Where a line holds the word "BatchOutcome", count it, then give only the total for the entries below.

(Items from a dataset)
——
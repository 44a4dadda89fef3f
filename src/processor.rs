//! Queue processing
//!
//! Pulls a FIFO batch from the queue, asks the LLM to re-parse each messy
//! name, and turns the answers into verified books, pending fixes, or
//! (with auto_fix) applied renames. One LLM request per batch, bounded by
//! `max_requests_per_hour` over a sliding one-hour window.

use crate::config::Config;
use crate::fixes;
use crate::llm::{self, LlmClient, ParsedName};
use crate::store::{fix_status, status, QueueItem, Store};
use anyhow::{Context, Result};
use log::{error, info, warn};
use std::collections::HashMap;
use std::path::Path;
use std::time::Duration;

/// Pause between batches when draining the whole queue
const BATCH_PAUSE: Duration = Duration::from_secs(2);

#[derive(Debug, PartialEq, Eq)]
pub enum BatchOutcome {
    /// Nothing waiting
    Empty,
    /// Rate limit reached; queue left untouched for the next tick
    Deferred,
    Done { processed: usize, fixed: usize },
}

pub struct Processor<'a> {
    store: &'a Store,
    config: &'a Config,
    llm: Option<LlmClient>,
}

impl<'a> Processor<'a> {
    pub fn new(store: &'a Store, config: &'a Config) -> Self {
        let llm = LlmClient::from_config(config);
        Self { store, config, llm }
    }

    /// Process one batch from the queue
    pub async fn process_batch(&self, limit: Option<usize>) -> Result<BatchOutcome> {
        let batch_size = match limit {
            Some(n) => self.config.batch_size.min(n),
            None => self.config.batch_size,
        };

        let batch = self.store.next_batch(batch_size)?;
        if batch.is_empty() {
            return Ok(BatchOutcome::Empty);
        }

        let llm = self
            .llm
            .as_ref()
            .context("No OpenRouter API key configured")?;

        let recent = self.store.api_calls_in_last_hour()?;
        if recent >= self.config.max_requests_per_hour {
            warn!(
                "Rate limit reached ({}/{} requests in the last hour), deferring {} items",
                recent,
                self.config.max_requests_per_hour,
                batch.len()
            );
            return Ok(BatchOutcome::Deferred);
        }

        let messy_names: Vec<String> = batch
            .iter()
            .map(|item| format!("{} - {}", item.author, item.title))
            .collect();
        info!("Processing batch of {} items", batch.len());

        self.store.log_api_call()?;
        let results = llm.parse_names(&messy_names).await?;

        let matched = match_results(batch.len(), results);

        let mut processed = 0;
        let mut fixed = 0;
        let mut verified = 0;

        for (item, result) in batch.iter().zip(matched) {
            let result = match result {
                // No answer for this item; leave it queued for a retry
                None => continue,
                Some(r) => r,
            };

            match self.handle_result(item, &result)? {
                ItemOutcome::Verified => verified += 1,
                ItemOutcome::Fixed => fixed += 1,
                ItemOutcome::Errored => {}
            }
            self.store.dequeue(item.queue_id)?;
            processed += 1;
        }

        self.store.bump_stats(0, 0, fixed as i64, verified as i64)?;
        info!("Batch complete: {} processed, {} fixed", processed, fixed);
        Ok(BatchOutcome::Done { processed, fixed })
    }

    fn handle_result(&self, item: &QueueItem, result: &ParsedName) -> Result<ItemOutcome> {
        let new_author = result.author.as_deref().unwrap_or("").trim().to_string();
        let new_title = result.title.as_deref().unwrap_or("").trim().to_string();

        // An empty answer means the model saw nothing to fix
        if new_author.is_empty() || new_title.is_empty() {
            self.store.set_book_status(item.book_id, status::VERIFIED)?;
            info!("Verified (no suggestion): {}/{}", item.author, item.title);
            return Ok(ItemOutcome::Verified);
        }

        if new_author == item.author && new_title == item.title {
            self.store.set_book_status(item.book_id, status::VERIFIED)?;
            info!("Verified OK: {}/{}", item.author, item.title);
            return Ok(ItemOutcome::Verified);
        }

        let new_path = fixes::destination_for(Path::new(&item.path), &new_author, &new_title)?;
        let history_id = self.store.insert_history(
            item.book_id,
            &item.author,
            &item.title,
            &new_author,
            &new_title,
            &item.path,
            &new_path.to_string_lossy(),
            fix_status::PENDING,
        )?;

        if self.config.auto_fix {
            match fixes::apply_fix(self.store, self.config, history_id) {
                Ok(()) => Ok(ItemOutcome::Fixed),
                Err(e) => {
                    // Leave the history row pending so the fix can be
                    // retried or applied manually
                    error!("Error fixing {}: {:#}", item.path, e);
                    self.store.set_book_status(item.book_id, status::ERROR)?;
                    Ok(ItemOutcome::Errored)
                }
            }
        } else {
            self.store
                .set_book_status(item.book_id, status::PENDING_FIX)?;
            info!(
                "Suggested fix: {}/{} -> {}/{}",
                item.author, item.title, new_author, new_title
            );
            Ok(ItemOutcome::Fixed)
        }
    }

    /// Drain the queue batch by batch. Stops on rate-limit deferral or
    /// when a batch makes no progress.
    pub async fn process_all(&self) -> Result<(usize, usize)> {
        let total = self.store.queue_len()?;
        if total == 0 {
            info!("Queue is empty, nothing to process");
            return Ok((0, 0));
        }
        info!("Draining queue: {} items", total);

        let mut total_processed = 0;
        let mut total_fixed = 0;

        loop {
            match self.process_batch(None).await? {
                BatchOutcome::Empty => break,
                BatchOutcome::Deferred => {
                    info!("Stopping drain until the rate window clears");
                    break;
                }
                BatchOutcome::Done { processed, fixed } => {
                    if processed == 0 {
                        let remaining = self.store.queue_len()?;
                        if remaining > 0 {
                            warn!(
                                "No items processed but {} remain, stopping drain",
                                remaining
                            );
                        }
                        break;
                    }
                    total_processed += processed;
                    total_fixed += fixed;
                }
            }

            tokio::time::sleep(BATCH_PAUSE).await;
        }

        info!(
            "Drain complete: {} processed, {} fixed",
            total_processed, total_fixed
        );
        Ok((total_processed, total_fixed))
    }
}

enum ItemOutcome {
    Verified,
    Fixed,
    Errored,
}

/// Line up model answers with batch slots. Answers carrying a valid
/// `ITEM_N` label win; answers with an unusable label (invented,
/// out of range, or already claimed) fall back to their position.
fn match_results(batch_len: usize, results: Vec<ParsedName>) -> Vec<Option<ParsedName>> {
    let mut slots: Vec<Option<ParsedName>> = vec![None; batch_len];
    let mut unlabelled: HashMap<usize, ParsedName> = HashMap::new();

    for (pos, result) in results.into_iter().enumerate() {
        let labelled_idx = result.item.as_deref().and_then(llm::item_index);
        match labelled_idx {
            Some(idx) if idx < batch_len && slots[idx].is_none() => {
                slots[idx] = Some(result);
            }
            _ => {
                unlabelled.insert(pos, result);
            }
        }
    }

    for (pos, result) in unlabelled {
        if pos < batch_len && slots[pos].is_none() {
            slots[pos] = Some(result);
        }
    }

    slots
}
——
* **Response**:
8